◆ EXERCISE GOAL ◆
A single number is the answer: how many lines of the data hold "AppState"?
Segment Start: GIVEN ENTRIES
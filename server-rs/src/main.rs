use axum::{
    middleware as axum_mw,
    routing::{delete, get, post},
    Router,
};
use std::net::SocketAddr;
use std::sync::Arc;
use tower_http::compression::CompressionLayer;
use tower_http::cors::{Any, CorsLayer};
use tower_http::trace::TraceLayer;

mod config;
mod db;
mod error;
mod middleware;
mod models;
mod routes;
mod services;
mod store;

use config::Config;
use middleware::rate_limit::RateLimiter;
use store::{BillingStore, PgBillingStore};

#[derive(Clone)]
pub struct AppState {
    pub store: Arc<dyn BillingStore>,
    pub config: Arc<Config>,
    pub rate_limiter: RateLimiter,
}

fn build_router(state: AppState) -> Router {
    let cors = CorsLayer::new()
        .allow_origin(Any)
        .allow_methods(Any)
        .allow_headers(Any);

    // --- Webhook routes (raw body, signature-verified, no tenant) ---
    let webhook_routes = Router::new()
        .route("/stripe", post(routes::webhooks::stripe_webhook))
        .route("/flutterwave", post(routes::webhooks::flutterwave_webhook));

    // --- Tenant routes ---
    let billing_routes = Router::new()
        .route("/plans", get(routes::billing::plans))
        .route("/wallet", get(routes::billing::get_wallet))
        .route(
            "/wallet/transactions",
            get(routes::billing::list_transactions),
        )
        .route(
            "/usage",
            get(routes::billing::usage_summary).post(routes::billing::record_usage),
        )
        .route("/limits/:resource", get(routes::billing::check_limit))
        .route(
            "/limits/:resource/reserve-check",
            post(routes::billing::reserve_check),
        )
        .route(
            "/addons",
            get(routes::billing::list_addons).post(routes::billing::purchase_addon),
        )
        .route("/addons/:addOnId", delete(routes::billing::cancel_addon))
        .route("/notifications", get(routes::billing::notifications))
        .layer(axum_mw::from_fn_with_state(
            state.clone(),
            middleware::rate_limit::rate_limit,
        ))
        .layer(axum_mw::from_fn_with_state(
            state.clone(),
            middleware::tenant::resolve_tenant,
        ));

    // --- Operator routes ---
    let internal_routes = Router::new()
        .route("/ledger/drift", get(routes::internal::ledger_drift))
        .route("/webhooks/failed", get(routes::internal::failed_webhooks))
        .route(
            "/wallets/:tenantId/refunds",
            post(routes::internal::refund),
        )
        .layer(axum_mw::from_fn_with_state(
            state.clone(),
            middleware::internal::require_internal_key,
        ));

    let api = Router::new()
        .nest("/webhooks", webhook_routes)
        .nest("/billing", billing_routes);

    Router::new()
        .nest("/api/v1", api)
        .nest("/internal", internal_routes)
        .route("/health", get(routes::health::health))
        // Global middleware
        .layer(TraceLayer::new_for_http())
        .layer(CompressionLayer::new())
        .layer(cors)
        .with_state(state)
}

#[tokio::main]
async fn main() -> Result<(), Box<dyn std::error::Error>> {
    let _ = dotenvy::dotenv();
    let config = Config::from_env();

    tracing_subscriber::fmt()
        .with_env_filter(
            tracing_subscriber::EnvFilter::try_from_default_env()
                .unwrap_or_else(|_| "info".into()),
        )
        .json()
        .init();

    let pool = db::create_pool(&config).await?;
    db::run_migrations(&pool).await?;

    let rate_limiter =
        RateLimiter::new(config.rate_limit.max_requests, config.rate_limit.window_secs);

    if config.stripe.webhook_secret.is_empty() {
        tracing::warn!("STRIPE_WEBHOOK_SECRET not set; Stripe webhooks will be rejected");
    }
    if config.flutterwave.secret_hash.is_empty() {
        tracing::warn!("FLW_SECRET_HASH not set; Flutterwave webhooks will be rejected");
    }
    if config.tenant.api_key_secret.is_empty() {
        tracing::warn!("TENANT_API_KEY_SECRET not set; tenant API keys will be rejected");
    }

    let addr = SocketAddr::from(([0, 0, 0, 0], config.port));
    tracing::info!(env = %config.node_env, "Billing ledger initialized");
    let state = AppState {
        store: Arc::new(PgBillingStore::new(pool)),
        config: Arc::new(config),
        rate_limiter,
    };

    let listener = tokio::net::TcpListener::bind(addr).await?;
    tracing::info!(%addr, "Listening");
    axum::serve(
        listener,
        build_router(state).into_make_service_with_connect_info::<SocketAddr>(),
    )
    .await?;
    Ok(())
}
Segment End: GIVEN ENTRIES
◆ REPLY TO THE TASK ◆
3